[Stored items]
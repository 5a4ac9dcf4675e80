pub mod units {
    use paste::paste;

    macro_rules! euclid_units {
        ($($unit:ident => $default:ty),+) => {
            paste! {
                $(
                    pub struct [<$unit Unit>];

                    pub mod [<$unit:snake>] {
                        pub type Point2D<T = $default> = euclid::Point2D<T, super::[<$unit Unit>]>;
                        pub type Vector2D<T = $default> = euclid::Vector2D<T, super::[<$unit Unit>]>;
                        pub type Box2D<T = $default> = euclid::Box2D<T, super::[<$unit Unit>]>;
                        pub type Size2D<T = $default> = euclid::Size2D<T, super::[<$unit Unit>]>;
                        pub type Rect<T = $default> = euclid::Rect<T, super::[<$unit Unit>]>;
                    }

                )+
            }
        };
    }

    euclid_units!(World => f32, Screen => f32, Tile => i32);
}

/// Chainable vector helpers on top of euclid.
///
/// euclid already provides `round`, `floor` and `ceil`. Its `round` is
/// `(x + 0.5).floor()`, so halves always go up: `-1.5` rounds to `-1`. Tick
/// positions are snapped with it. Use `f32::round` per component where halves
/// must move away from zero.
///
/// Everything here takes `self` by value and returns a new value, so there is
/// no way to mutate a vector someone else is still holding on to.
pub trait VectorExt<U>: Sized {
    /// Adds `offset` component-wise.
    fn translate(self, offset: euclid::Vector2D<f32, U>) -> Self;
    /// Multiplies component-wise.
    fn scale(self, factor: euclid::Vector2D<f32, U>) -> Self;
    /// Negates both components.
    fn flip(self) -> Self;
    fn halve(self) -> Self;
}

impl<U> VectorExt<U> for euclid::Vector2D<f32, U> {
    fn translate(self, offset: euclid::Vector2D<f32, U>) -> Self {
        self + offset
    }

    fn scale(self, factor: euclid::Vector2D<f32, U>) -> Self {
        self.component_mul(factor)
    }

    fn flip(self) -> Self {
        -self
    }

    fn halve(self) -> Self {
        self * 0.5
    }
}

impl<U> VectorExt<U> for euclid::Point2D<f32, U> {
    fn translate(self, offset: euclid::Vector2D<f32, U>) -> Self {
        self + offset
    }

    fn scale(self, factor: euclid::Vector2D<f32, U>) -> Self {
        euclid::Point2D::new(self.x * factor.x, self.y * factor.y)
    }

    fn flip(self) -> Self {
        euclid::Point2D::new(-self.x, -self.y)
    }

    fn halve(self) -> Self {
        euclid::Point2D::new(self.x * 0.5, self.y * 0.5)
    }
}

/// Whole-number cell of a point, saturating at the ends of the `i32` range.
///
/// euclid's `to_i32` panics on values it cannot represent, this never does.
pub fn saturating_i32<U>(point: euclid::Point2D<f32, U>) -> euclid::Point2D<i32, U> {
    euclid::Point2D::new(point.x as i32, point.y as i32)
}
---
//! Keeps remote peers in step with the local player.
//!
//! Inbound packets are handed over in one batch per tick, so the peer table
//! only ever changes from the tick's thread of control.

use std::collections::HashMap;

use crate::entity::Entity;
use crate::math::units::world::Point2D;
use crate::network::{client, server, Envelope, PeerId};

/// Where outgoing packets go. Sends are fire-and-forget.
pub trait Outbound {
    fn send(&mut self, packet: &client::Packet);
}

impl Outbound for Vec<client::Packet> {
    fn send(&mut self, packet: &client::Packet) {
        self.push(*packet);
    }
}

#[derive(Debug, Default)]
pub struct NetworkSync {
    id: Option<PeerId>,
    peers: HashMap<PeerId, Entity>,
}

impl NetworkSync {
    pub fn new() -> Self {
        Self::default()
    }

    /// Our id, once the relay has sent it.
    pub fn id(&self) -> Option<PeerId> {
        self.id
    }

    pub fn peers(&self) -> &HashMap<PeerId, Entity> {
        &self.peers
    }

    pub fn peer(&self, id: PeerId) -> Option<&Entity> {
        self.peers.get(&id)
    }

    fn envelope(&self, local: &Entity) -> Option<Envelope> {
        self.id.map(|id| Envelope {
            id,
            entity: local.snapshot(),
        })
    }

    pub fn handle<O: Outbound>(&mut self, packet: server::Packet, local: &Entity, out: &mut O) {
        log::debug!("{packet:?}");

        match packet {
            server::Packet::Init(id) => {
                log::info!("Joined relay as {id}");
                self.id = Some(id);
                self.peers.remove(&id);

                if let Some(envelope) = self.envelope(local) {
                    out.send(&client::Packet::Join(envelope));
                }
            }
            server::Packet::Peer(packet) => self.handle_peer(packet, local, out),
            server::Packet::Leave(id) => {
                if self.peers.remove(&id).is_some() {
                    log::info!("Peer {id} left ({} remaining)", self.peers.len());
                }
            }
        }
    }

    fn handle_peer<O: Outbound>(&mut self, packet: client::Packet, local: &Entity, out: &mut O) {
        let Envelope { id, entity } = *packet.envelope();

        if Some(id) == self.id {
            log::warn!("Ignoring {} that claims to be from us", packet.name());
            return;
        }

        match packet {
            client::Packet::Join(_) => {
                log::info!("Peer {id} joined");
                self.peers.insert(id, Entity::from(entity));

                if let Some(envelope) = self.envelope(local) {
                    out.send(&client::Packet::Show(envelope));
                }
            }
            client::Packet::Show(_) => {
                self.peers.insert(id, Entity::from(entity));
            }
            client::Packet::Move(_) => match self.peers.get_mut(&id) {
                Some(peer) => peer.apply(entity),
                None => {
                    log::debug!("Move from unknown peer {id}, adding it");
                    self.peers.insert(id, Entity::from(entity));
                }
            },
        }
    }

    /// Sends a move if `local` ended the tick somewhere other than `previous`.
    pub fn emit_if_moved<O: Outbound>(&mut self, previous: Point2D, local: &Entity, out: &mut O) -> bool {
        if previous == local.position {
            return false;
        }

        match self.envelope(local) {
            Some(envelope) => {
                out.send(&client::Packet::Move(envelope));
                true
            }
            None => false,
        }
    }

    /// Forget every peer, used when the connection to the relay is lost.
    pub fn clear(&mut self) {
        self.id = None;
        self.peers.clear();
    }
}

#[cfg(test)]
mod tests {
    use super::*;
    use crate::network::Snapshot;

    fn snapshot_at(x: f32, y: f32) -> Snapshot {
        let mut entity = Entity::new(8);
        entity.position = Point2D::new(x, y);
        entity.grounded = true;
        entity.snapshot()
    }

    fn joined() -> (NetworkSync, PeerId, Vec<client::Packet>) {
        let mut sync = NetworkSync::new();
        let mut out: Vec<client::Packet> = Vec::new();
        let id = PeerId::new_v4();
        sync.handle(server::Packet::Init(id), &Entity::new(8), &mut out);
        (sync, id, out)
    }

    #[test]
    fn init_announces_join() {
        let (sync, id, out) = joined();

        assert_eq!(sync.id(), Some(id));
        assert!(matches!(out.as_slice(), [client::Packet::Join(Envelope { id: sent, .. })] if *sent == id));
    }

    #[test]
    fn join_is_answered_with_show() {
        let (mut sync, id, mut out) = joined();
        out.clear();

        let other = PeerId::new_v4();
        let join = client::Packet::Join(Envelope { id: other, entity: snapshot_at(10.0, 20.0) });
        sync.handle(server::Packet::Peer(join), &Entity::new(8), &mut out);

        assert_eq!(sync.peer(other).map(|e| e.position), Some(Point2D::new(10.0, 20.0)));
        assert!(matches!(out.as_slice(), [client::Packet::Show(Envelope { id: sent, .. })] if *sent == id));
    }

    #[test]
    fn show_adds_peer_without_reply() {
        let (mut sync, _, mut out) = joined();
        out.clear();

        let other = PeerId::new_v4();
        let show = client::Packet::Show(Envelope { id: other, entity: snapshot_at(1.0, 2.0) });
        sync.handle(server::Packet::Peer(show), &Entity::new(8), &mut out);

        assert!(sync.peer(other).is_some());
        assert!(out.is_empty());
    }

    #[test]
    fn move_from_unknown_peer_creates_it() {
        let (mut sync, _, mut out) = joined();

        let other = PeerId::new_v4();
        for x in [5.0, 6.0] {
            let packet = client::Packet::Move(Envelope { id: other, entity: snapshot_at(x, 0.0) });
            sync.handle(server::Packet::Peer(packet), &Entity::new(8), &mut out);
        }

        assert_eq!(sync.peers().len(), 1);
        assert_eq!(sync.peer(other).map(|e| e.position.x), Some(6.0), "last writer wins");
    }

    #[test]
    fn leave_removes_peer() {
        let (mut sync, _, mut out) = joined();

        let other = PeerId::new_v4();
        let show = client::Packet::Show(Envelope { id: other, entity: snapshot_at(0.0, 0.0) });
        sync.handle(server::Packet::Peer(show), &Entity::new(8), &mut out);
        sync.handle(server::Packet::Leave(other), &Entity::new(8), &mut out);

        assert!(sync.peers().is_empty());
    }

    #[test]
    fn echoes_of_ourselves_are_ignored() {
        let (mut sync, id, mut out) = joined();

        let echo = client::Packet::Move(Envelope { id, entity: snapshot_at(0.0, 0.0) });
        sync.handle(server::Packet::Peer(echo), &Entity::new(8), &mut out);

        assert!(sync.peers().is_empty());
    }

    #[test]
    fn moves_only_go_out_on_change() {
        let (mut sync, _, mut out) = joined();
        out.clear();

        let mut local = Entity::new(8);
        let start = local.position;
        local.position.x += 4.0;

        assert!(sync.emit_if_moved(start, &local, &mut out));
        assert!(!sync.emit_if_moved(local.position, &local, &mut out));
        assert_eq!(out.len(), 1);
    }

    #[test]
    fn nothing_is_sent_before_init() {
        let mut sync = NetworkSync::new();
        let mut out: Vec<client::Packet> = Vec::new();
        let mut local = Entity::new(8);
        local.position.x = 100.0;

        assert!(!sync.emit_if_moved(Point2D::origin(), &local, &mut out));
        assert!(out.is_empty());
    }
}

* ABOUT THIS TASK *
Looking at the data above, show all lines where the word "type" occurs.

* REPLY TO THE TASK *
                        pub type Point2D<T = $default> = euclid::Point2D<T, super::[<$unit Unit>]>;
                        pub type Vector2D<T = $default> = euclid::Vector2D<T, super::[<$unit Unit>]>;
                        pub type Box2D<T = $default> = euclid::Box2D<T, super::[<$unit Unit>]>;
                        pub type Size2D<T = $default> = euclid::Size2D<T, super::[<$unit Unit>]>;
                        pub type Rect<T = $default> = euclid::Rect<T, super::[<$unit Unit>]>;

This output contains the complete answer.